Поначалу эти прогулки тяготили ее. Ей было неловко в его присутствии, да еще постоянно казалось, что он ждет от нее какой-то беседы. Однажды она даже попыталась завязать с ним разговор, но сразу же получила отповедь:

– Не утруждайте себя беседой ни о чем. Ваше молчание не доставляет мне дискомфорта.

Гермиона притихла. И стала просто дышать воздухом.
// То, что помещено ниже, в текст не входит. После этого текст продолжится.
//! Deterministic analyzer for local runs and tests

use super::Analyzer;
use crate::db::{RecommendationKey, RecommendationKind};
use crate::errors::Result;
use crate::vocabulary::{CompetitorMention, Dimension, DimensionValue, Priority, Sentiment};
use async_trait::async_trait;

const NEGATIVE: &[&str] = &[
    "slow", "bad", "terrible", "awful", "rude", "broken", "never", "worst", "плох", "ужас",
    "медлен", "груб", "долго", "не работает", "хуже",
];
const POSITIVE: &[&str] = &[
    "great", "excellent", "good", "love", "thanks", "fast", "отлич", "хорош", "спасибо",
    "быстро", "нравится", "лучш",
];
const URGENT: &[&str] = &["never", "worst", "terrible", "fraud", "ужас", "никогда", "обман"];
const COMPETITOR: &[&str] = &["competitor", "than at", "other bank", "конкурент", "у других", "чем в"];
const CATEGORIES: &[(&str, &[&str])] = &[
    ("Pricing", &["price", "fee", "expensive", "cost", "цен", "дорог", "комисси"]),
    ("Delivery", &["deliver", "courier", "shipping", "достав", "курьер"]),
    ("Staff", &["staff", "manager", "operator", "сотрудник", "менеджер", "оператор"]),
    ("Service", &["service", "support", "wait", "обслуж", "поддерж", "ожидан"]),
];

/// Keyword-heuristic analyzer; never calls the network
#[derive(Debug, Clone, Default)]
pub struct MockAnalyzer;

impl MockAnalyzer {
    pub fn new() -> Self {
        Self
    }

    fn sentiment(text: &str) -> Sentiment {
        let negative = NEGATIVE.iter().filter(|k| text.contains(*k)).count();
        let positive = POSITIVE.iter().filter(|k| text.contains(*k)).count();
        match negative.cmp(&positive) {
            std::cmp::Ordering::Greater => Sentiment::Negative,
            std::cmp::Ordering::Less => Sentiment::Positive,
            std::cmp::Ordering::Equal => Sentiment::Neutral,
        }
    }

    fn category(text: &str) -> &'static str {
        CATEGORIES
            .iter()
            .find(|(_, keys)| keys.iter().any(|k| text.contains(k)))
            .map(|(name, _)| *name)
            .unwrap_or("General")
    }
}

#[async_trait]
impl Analyzer for MockAnalyzer {
    async fn analyze(&self, dimension: Dimension, text: &str) -> Result<DimensionValue> {
        let lowered = text.to_lowercase();

        let value = match dimension {
            Dimension::Theme => {
                let theme: Vec<&str> = text.split_whitespace().take(3).collect();
                let theme = theme.join(" ");
                DimensionValue::Theme(if theme.is_empty() { "General".to_string() } else { theme })
            }
            Dimension::Category => DimensionValue::Category(Self::category(&lowered).to_string()),
            Dimension::Tags => {
                let mut tags: Vec<String> = Vec::new();
                for word in lowered.split(|c: char| !c.is_alphanumeric()) {
                    if word.chars().count() >= 4 && !tags.iter().any(|t| t == word) {
                        tags.push(word.to_string());
                    }
                    if tags.len() == 3 {
                        break;
                    }
                }
                if tags.is_empty() {
                    tags.push("general".to_string());
                }
                DimensionValue::Tags(tags)
            }
            Dimension::Sentiment => DimensionValue::Sentiment(Self::sentiment(&lowered)),
            Dimension::Priority => {
                let priority = if URGENT.iter().any(|k| lowered.contains(k)) {
                    Priority::VeryImportant
                } else if Self::sentiment(&lowered) == Sentiment::Negative {
                    Priority::Important
                } else {
                    Priority::Ordinary
                };
                DimensionValue::Priority(priority)
            }
            Dimension::CompetitorMention => {
                let mention = if COMPETITOR.iter().any(|k| lowered.contains(k)) {
                    CompetitorMention::Mentioned
                } else {
                    CompetitorMention::NotMentioned
                };
                DimensionValue::CompetitorMention(mention)
            }
        };

        Ok(value)
    }

    async fn recommend(&self, kind: RecommendationKind, key: &RecommendationKey) -> Result<String> {
        let subject = if key.theme.is_empty() {
            key.category.clone()
        } else {
            format!("{} ({})", key.category, key.theme)
        };

        Ok(match kind {
            RecommendationKind::General => format!("Review recurring complaints about {} and fix the top cause.", subject),
            RecommendationKind::Competitor => format!("Match or beat competitor offers on {}.", subject),
        })
    }
}

#[cfg(test)]
mod tests {
    use super::*;

    #[tokio::test]
    async fn test_mock_heuristics() {
        let analyzer = MockAnalyzer::new();
        let text = "Terrible support, the wait was slow and worse than at the other bank";

        assert_eq!(
            analyzer.analyze(Dimension::Sentiment, text).await.unwrap(),
            DimensionValue::Sentiment(Sentiment::Negative)
        );
        assert_eq!(
            analyzer.analyze(Dimension::Priority, text).await.unwrap(),
            DimensionValue::Priority(Priority::VeryImportant)
        );
        assert_eq!(
            analyzer.analyze(Dimension::CompetitorMention, text).await.unwrap(),
            DimensionValue::CompetitorMention(CompetitorMention::Mentioned)
        );
        assert_eq!(
            analyzer.analyze(Dimension::Category, text).await.unwrap(),
            DimensionValue::Category("Service".into())
        );
    }

    #[tokio::test]
    async fn test_mock_is_deterministic() {
        let analyzer = MockAnalyzer::new();
        let a = analyzer.analyze(Dimension::Tags, "Отличная доставка, спасибо курьеру").await.unwrap();
        let b = analyzer.analyze(Dimension::Tags, "Отличная доставка, спасибо курьеру").await.unwrap();
        assert_eq!(a, b);
        assert_eq!(
            a,
            DimensionValue::Tags(vec!["отличная".into(), "доставка".into(), "спасибо".into()])
        );
    }
}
Через какое-то время она даже начала ждать этих прогулок. В конце концов, это было единственным, что нарушало монотонное однообразие ее существования. Единственное время суток, когда рядом с ней был другой человек. Снейп держался с ней на удивление тактично, не приближаясь больше чем это было необходимо, а порой и вовсе умудрялся сделать свое присутствие совершенно неощутимым. Теперь она часто шагала впереди него и, не видя его, погружалась в свои мысли. А, бывало, мысли полностью покидали ее голову, и она просто наслаждалась шумом прибоя, или шелестом травы, или шепотом ветра в ветвях деревьев. В один из теплых, тихих июньских вечеров она нарвала зеленого вереска на пустоши, по которой они гуляли. До цветения вереска оставалось не меньше месяца, но других цветов она не нашла, и веточки зеленого кустарника в стакане украсили в тот вечер каминную полку в их тесной гостиной. Горе и отчаяние постепенно притуплялись. Она перестала видеть кошмары по ночам. Гнетущее чувство одиночества оставляло ее, когда она бродила по полям и каменистым берегам, подставив лицо навстречу ветру и позволяя ему трепать ее волосы. Когда ветер был теплым, это было даже приятно.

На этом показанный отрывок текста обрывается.